[Saved data entries]
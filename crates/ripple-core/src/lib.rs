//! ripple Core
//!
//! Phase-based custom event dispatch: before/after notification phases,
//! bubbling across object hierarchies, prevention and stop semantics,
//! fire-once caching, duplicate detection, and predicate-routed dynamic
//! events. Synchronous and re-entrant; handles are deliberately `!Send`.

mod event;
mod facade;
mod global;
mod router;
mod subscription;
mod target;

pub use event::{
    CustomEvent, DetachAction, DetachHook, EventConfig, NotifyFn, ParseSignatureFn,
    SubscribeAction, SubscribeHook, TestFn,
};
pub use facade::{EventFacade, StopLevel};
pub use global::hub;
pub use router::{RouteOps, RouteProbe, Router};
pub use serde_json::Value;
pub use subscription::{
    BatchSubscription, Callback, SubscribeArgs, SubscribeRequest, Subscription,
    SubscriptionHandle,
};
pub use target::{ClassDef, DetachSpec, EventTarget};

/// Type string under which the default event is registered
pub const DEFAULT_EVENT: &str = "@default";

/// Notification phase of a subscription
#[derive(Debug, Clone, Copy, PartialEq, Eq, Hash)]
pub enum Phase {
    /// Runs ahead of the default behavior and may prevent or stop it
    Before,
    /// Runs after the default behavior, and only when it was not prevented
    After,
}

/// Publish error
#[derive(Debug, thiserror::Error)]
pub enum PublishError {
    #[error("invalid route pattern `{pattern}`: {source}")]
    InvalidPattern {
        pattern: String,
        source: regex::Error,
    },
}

==

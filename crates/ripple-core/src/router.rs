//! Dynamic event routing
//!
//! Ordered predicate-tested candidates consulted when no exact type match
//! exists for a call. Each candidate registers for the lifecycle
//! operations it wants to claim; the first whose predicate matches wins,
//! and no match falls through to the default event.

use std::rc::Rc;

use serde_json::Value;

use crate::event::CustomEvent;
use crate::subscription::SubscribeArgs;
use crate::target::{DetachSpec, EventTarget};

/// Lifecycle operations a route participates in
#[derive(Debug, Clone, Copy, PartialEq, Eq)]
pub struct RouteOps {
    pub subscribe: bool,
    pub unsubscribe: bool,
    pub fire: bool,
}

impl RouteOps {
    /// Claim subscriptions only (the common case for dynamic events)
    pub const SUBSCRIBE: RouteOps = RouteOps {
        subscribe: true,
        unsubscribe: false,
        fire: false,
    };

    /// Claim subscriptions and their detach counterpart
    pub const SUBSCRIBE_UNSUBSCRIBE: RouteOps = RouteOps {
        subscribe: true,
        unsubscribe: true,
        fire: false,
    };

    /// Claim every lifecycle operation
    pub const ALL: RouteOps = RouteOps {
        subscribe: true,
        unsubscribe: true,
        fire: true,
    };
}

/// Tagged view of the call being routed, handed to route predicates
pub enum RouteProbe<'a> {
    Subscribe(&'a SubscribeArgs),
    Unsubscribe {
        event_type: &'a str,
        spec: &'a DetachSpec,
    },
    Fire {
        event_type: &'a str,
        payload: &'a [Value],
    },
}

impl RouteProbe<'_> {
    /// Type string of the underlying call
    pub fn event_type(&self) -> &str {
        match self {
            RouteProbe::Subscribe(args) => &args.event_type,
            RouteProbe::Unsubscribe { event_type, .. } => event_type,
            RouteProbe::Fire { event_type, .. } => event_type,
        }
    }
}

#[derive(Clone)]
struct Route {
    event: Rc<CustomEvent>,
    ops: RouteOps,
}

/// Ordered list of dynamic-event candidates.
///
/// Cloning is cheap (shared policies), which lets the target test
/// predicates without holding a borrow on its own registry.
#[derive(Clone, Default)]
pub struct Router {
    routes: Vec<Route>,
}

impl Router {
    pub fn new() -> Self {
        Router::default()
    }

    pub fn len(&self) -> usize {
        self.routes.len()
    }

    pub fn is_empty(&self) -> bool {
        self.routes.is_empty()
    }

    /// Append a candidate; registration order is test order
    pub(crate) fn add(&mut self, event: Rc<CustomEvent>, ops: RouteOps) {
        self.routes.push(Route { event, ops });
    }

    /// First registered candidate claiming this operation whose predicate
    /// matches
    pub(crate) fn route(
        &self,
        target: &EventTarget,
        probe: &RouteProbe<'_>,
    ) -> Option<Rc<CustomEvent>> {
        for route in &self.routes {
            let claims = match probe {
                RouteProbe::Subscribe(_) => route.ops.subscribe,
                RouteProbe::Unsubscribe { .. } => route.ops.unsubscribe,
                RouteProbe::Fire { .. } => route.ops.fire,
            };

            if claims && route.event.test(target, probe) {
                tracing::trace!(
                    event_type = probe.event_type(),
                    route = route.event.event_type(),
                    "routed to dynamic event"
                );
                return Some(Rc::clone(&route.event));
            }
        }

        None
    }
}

---

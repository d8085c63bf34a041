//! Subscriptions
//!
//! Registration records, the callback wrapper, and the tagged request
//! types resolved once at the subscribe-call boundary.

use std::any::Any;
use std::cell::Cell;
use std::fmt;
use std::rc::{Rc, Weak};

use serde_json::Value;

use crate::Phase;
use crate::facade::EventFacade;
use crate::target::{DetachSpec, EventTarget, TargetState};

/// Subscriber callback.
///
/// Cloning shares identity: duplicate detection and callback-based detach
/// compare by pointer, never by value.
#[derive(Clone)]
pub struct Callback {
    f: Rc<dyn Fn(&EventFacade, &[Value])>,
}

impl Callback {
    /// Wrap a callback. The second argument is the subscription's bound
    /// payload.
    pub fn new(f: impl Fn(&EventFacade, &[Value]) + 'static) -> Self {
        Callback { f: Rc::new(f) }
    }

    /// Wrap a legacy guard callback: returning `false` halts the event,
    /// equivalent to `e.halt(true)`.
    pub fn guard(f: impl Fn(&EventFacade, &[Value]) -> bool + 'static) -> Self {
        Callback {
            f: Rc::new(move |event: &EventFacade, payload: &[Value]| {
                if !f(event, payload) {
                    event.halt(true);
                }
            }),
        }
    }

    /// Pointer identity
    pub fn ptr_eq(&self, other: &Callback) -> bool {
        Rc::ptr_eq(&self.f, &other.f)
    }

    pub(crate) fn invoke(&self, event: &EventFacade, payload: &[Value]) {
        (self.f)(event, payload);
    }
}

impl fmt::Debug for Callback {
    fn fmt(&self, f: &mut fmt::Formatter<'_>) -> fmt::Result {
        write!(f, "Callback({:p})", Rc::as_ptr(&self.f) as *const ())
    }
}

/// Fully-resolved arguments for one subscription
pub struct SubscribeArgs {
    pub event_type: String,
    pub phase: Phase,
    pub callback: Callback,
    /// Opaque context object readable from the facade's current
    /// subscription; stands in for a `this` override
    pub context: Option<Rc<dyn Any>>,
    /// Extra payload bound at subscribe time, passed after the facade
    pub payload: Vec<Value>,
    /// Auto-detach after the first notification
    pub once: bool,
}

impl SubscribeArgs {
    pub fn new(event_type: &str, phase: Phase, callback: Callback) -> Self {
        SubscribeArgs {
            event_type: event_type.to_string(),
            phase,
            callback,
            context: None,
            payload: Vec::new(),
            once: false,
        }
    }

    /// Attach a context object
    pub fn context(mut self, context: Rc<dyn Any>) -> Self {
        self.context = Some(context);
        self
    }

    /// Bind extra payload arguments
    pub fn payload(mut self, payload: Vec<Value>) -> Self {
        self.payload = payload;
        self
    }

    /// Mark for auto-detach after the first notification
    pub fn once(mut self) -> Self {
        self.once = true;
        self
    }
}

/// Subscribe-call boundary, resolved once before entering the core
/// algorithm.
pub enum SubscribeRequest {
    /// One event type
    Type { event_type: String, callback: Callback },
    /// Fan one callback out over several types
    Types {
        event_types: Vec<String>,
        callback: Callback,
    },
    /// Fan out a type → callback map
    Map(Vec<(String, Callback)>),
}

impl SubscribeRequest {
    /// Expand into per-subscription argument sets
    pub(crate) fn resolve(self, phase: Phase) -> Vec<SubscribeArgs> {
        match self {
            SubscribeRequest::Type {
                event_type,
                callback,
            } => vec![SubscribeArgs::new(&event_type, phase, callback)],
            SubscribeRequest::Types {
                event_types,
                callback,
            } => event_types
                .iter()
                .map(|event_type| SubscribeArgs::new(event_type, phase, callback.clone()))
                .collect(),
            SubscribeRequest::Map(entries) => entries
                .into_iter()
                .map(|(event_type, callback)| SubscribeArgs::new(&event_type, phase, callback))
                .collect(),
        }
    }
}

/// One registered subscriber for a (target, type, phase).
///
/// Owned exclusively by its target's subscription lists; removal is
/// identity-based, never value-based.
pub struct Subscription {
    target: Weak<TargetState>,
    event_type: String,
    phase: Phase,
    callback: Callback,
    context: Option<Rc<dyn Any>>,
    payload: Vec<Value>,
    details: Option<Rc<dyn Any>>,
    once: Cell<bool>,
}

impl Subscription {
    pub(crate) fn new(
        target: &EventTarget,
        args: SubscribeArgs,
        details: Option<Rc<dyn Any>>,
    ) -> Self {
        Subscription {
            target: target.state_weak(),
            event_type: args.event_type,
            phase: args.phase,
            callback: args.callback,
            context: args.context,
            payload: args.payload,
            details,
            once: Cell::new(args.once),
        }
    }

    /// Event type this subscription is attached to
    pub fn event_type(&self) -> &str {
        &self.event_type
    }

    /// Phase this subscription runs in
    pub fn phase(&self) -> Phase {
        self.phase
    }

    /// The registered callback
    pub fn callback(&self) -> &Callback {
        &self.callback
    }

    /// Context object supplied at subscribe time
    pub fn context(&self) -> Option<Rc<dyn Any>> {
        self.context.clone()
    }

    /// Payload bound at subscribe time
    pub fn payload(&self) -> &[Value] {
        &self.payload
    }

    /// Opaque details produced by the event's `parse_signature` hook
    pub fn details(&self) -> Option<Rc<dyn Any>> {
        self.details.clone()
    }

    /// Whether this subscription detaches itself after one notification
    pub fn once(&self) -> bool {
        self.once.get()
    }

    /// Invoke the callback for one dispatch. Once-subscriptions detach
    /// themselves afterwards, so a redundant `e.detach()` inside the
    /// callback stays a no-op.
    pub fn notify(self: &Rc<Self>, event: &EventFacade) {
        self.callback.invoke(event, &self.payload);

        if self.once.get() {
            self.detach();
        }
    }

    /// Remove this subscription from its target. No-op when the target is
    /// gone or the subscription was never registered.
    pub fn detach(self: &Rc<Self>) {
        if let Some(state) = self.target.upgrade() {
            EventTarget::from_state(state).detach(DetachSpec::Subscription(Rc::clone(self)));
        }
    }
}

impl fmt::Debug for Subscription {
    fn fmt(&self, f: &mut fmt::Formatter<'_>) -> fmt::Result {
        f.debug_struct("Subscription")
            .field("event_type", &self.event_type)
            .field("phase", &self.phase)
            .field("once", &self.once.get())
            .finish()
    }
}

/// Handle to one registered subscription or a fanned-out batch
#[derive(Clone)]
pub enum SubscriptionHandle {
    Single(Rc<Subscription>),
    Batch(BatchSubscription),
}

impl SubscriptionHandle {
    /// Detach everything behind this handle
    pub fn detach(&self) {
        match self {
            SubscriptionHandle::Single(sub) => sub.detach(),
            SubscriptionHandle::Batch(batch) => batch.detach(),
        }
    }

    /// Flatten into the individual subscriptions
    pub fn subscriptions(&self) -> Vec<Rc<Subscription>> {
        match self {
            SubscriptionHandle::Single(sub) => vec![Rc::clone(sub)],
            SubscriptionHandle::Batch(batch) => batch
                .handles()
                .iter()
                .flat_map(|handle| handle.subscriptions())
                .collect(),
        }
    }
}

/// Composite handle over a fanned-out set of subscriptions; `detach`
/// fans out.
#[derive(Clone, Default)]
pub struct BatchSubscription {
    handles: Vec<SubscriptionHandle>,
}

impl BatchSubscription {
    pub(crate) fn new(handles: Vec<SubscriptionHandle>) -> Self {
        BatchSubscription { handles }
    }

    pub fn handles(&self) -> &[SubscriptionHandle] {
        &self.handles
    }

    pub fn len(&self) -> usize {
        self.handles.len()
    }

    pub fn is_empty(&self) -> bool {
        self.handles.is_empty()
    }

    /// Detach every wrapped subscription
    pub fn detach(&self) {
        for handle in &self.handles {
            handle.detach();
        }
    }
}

**Problem requirements**
The answer is the run of lines above from the line containing "pub fn handles(&self)" through the line containing "for handle in", copied exactly and alone.

**Answer section**
    pub fn handles(&self) -> &[SubscriptionHandle] {
        &self.handles
    }

    pub fn len(&self) -> usize {
        self.handles.len()
    }

    pub fn is_empty(&self) -> bool {
        self.handles.is_empty()
    }

    /// Detach every wrapped subscription
    pub fn detach(&self) {
        for handle in &self.handles {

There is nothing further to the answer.